If you’re looking for information on the coordinated Hamas attacks in southern Israel I recommend this Twitter list of (mostly) English language news sources from Israel, if you’re on Twitter. The Times of Israel, the English language version of Haaretz and Ynet are also good. This is one of those moments when I need to remind people that often when we don’t cover something that doesn’t mean we don’t think it’s important. Often it’s because we have nothing unique to add. If you’re just waking to this, what happened overnight (US time) in southern Israel is dramatically different from the occasional rounds of rocket fire from Gaza we’ve seen over the last couple decades. The initial reports are still chaotic and incomplete. It’s unclear how much has or will happen in other areas. But the gist is that in addition to rocket fire Hamas was able to launch a big and highly successful operation in which it infiltrated large numbers of paramilitaries into many Israeli towns in the South of the country, mostly but not only in the areas bordering Gaza.

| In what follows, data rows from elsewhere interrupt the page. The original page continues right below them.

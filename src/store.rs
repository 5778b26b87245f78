//! The source → destinations mapping, persisted as a flat JSON object.
//!
//! ```json
//! {
//!   "./source": ["./destination1", "./destination2"]
//! }
//! ```
//!
//! Keys are source paths exactly as given on the command line; they are not
//! normalised, so `./source` and `/home/alice/source` are different sources.
//! The whole file is read and rewritten on every change.  There is no
//! locking: two concurrent invocations race and the last write wins.

use std::{
    collections::BTreeMap,
    fs,
    path::{Path, PathBuf},
};

use serde::{Deserialize, Serialize};
use thiserror::Error;

#[derive(Debug, Error)]
pub enum StoreError {
    #[error("cannot access mapping file {path}: {source}")]
    Io {
        path: PathBuf,
        #[source]
        source: std::io::Error,
    },

    #[error("mapping file {path} is not a JSON object of path lists: {source}")]
    Malformed {
        path: PathBuf,
        #[source]
        source: serde_json::Error,
    },
}

// ─── Mapping ──────────────────────────────────────────────────────────────────

/// Registered sources and the destinations that back each of them up.
#[derive(Debug, Clone, Default, PartialEq, Eq, Serialize, Deserialize)]
#[serde(transparent)]
pub struct Mapping(BTreeMap<String, Vec<String>>);

impl Mapping {
    /// Replace the destinations of `source`.
    pub fn overwrite(&mut self, source: &str, destinations: &[String]) {
        self.0.insert(source.to_string(), destinations.to_vec());
    }

    /// Append `destinations` after the ones already registered for `source`.
    /// Duplicates are kept.
    pub fn extend(&mut self, source: &str, destinations: &[String]) {
        self.0
            .entry(source.to_string())
            .or_default()
            .extend_from_slice(destinations);
    }

    pub fn destinations(&self, source: &str) -> Option<&[String]> {
        self.0.get(source).map(Vec::as_slice)
    }

    pub fn sources(&self) -> impl Iterator<Item = &str> {
        self.0.keys().map(String::as_str)
    }

    pub fn iter(&self) -> impl Iterator<Item = (&str, &[String])> {
        self.0.iter().map(|(k, v)| (k.as_str(), v.as_slice()))
    }

    /// Number of registered sources.
    pub fn len(&self) -> usize {
        self.0.len()
    }

    pub fn is_empty(&self) -> bool {
        self.0.is_empty()
    }
}

// ─── Store ────────────────────────────────────────────────────────────────────

/// Handle on the mapping file.
#[derive(Debug, Clone)]
pub struct Store {
    path: PathBuf,
}

impl Store {
    /// Open the mapping at `path`, creating it (and its parent directory)
    /// with an empty object if it does not exist yet.
    pub fn open(path: impl Into<PathBuf>) -> Result<Self, StoreError> {
        let store = Self { path: path.into() };

        if !store.path.exists() {
            if let Some(parent) = store.path.parent().filter(|p| !p.as_os_str().is_empty()) {
                fs::create_dir_all(parent).map_err(|e| store.io(e))?;
            }
            fs::write(&store.path, "{}").map_err(|e| store.io(e))?;
        }

        Ok(store)
    }

    pub fn path(&self) -> &Path {
        &self.path
    }

    pub fn load(&self) -> Result<Mapping, StoreError> {
        let text = fs::read_to_string(&self.path).map_err(|e| self.io(e))?;
        serde_json::from_str(&text).map_err(|source| StoreError::Malformed {
            path: self.path.clone(),
            source,
        })
    }

    pub fn save(&self, mapping: &Mapping) -> Result<(), StoreError> {
        let text = serde_json::to_string_pretty(mapping).map_err(|source| {
            StoreError::Malformed {
                path: self.path.clone(),
                source,
            }
        })?;
        fs::write(&self.path, text).map_err(|e| self.io(e))
    }

    fn io(&self, source: std::io::Error) -> StoreError {
        StoreError::Io {
            path: self.path.clone(),
            source,
        }
    }
}

// ─── Tests ────────────────────────────────────────────────────────────────────
//! Choosing which registered source a command operates on.
//!
//! Commands only decide *when* a choice is needed; *how* it is made is up to
//! the [`SourcePicker`] they are handed.  The binary passes
//! [`InteractivePicker`]; tests pass a fixed answer.

use anyhow::{Context, Result};
use inquire::Select;

pub trait SourcePicker {
    /// Pick one of `choices` (never empty).
    fn pick(&self, choices: &[String]) -> Result<String>;
}

/// Prompts on the terminal with an arrow-key menu.
#[derive(Debug, Default)]
pub struct InteractivePicker;

impl SourcePicker for InteractivePicker {
    fn pick(&self, choices: &[String]) -> Result<String> {
        Select::new("Select a source directory:", choices.to_vec())
            .prompt()
            .context("no source directory selected")
    }
}

/// Always answers with the same string, whether or not it is one of the
/// choices.
#[cfg(test)]
#[derive(Debug)]
pub struct FixedPicker(pub String);

#[cfg(test)]
impl SourcePicker for FixedPicker {
    fn pick(&self, _choices: &[String]) -> Result<String> {
        Ok(self.0.clone())
    }
}

/// Fails the test if a prompt is ever shown.
#[cfg(test)]
#[derive(Debug)]
pub struct NeverPicker;

#[cfg(test)]
impl SourcePicker for NeverPicker {
    fn pick(&self, choices: &[String]) -> Result<String> {
        panic!("unexpected prompt among {choices:?}");
    }
}
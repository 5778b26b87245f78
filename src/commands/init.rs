//! `git-backup init SOURCE [DESTINATIONS...]`
//!
//! # Steps (in order)
//!
//! | # | Step                 | Skipped when                                   |
//! |---|----------------------|------------------------------------------------|
//! | 1 | Create source dir    | it exists                                      |
//! | 2 | Init source repo     | it is a repository (needs `-f` or `-a` then)   |
//! | 3 | Commit README        | source was already a repository                |
//! | 4 | Save mapping         | —                                              |
//! | 5 | Provision each dest  | the destination already is a repository        |
//!
//! The mapping is saved before any destination is touched.  Nothing is rolled
//! back: if a destination fails, the mapping already lists it and earlier
//! destinations stay provisioned.

use std::{
    fs,
    path::{Path, PathBuf},
};

use anyhow::{Context, Result};

use crate::{
    cli::InitArgs,
    config::Settings,
    repo::{self, BackupRepo, ORIGIN},
    store::Store,
    ui,
};

const README: &str = "README.md";

/// README written into a new source when no template is configured.
const DEFAULT_README: &str = "\
# Backup source

Files in this directory are committed by `git-backup commit` and pulled into
every registered destination.  Only new (untracked) files are picked up.
";

/// How `init` ended.
#[derive(Debug, Clone, PartialEq, Eq)]
pub enum InitOutcome {
    /// Mapping saved and destinations processed.
    Completed {
        /// Destinations skipped because they already were repositories.
        skipped: Vec<String>,
    },
    /// `--force` and `--add` were both given; nothing was touched.
    ConflictingFlags,
    /// The source already is a repository and neither flag was given.
    SourceAlreadyRepo,
}

pub fn run(args: &InitArgs, settings: &Settings, store: &Store) -> Result<InitOutcome> {
    if args.force && args.add {
        ui::error("cannot use -f and -a flags together!");
        return Ok(InitOutcome::ConflictingFlags);
    }

    ui::note(format!("Setting up backup repositories for {}...", args.source));

    let source = Path::new(&args.source);
    if !source.exists() {
        fs::create_dir_all(source)
            .with_context(|| format!("creating source directory {}", source.display()))?;
        ui::done_step(format!("Created source directory: {}", args.source));
    }

    if repo::is_repo(source) {
        if args.add {
            ui::warn(format!(
                "directory {} is already a Git repository. Adding new destinations.",
                args.source
            ));
        } else if args.force {
            ui::warn(format!(
                "directory {} is already a Git repository. Overwriting destinations.",
                args.source
            ));
        } else {
            ui::warn(format!(
                "directory {} is already a Git repository. Use -f to overwrite its destinations \
                 or -a to add new ones.",
                args.source
            ));
            return Ok(InitOutcome::SourceAlreadyRepo);
        }
    } else {
        init_source(source, settings)?;
    }

    let mut mapping = store.load()?;
    if args.add {
        mapping.extend(&args.source, &args.destinations);
    } else {
        mapping.overwrite(&args.source, &args.destinations);
    }
    store.save(&mapping)?;
    ui::done_step(format!("Recorded destinations in {}", store.path().display()));

    let source_repo = BackupRepo::open(source)
        .with_context(|| format!("opening source repository {}", source.display()))?;

    let mut skipped = Vec::new();
    for dest in &args.destinations {
        if !provision_destination(&source_repo, dest)? {
            skipped.push(dest.clone());
        }
    }

    Ok(InitOutcome::Completed { skipped })
}

/// Initialise `source`, make sure it has a README, and commit it.
fn init_source(source: &Path, settings: &Settings) -> Result<()> {
    let repo = BackupRepo::init(source)
        .with_context(|| format!("initialising repository in {}", source.display()))?;

    let readme = source.join(README);
    if !readme.exists() {
        write_readme(&readme, settings.readme_template.as_deref())?;
    }

    repo.commit_paths(
        &[PathBuf::from(README)],
        &settings.commit.initial_message,
        &settings.identity,
    )
    .with_context(|| format!("committing README in {}", source.display()))?;

    ui::done_step(format!(
        "Initialized Git repository in source directory: {}",
        source.display()
    ));
    Ok(())
}

/// Copy the template if there is one on disk, otherwise write the default.
fn write_readme(dest: &Path, template: Option<&Path>) -> Result<()> {
    match template.filter(|t| t.is_file()) {
        Some(t) => {
            fs::copy(t, dest)
                .with_context(|| format!("copying {} to {}", t.display(), dest.display()))?;
        },
        None => {
            fs::write(dest, DEFAULT_README)
                .with_context(|| format!("writing {}", dest.display()))?;
        },
    }
    Ok(())
}

/// Turn `dest` into a clone tracking `source`.
///
/// Returns `false` when `dest` already was a repository and was left alone.
fn provision_destination(source: &BackupRepo, dest: &str) -> Result<bool> {
    let path = Path::new(dest);
    if !path.exists() {
        fs::create_dir_all(path)
            .with_context(|| format!("creating destination directory {dest}"))?;
        ui::done_step(format!("Created destination directory: {dest}"));
    }

    if repo::is_repo(path) {
        ui::warn(format!(
            "directory {dest} is already a Git repository. This destination will be ignored!"
        ));
        return Ok(false);
    }

    let repo = BackupRepo::init(path)
        .with_context(|| format!("initialising repository in {dest}"))?;

    let url = source.file_url()?;
    let branch = source
        .current_branch()
        .with_context(|| format!("reading current branch of {}", source.path().display()))?;

    ui::step(format!("Fetch {url} into {dest}"), || {
        repo.add_remote_and_fetch(ORIGIN, &url)
    })
    .with_context(|| format!("fetching source into {dest}"))?;

    ui::step(format!("Track {ORIGIN}/{branch} in {dest}"), || {
        repo.checkout_tracking(ORIGIN, &branch)
    })
    .with_context(|| format!("checking out {ORIGIN}/{branch} in {dest}"))?;

    ui::step(format!("Pull {dest}"), || repo.pull())
        .with_context(|| format!("pulling into {dest}"))?;

    Ok(true)
}

// ─── Tests ────────────────────────────────────────────────────────────────────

These fighters went into these Israeli towns lighting homes on fire, killing at least dozens of civilians, wounding hundreds and taking a still unclear number of civilians and soldiers hostage. Some appear to have been taken back into Gaza. Some are now part of active hostage situations within those Israeli towns as the IDF streams into these towns in force. Hamas is claiming to have captured “high level” IDF officers. But as yet there have been no details or solid confirmation of that.
As I write the latest numbers are more than 100 killed in Israel and more than 800 wounded. Reports suggest about twice each of those numbers in the Israeli retaliation which followed the attack according to Palestinian authorities, though both sets of numbers should be seen as tentative and almost certain to rise.
What’s clear is that Israel and the IDF were caught more or less totally unprepared. The news is filled with reports of civilians calling into media, talking about fire fights in towns or even within homes, begging for the IDF or back up and not receiving any. This wasn’t one troop of Hamas fighters that made its way into one area. They managed to do it across a whole part of the country in numerous places at once, from the ground and air and apparently also from the sea. The level of surprise is being compared to the Yom Kippur War 50 years ago. These attacks are very different in that they mark no existential threat to the country. There’s no proper army here. These are appear to be paramilitaries with machine guns and RPGs. But the level of surprise and unpreparedness has some parallels.
Just to place this in geopolitical terms, this is not something that is going to be settled with a brief bombing campaign in Gaza, as we’ve seen repeatedly since the Israeli evacuation in 2006. I don’t really have a sense of precisely what’s going to happen. But the success of the attacks and the inevitability of the scope of the retaliation is something that is going to shape the region in new and hard to predict ways. Mainly I want to convey that this takes everything into dramatically new territory. I don’t know where that is exactly. But you can be confident that it’s not where we’ve been to date.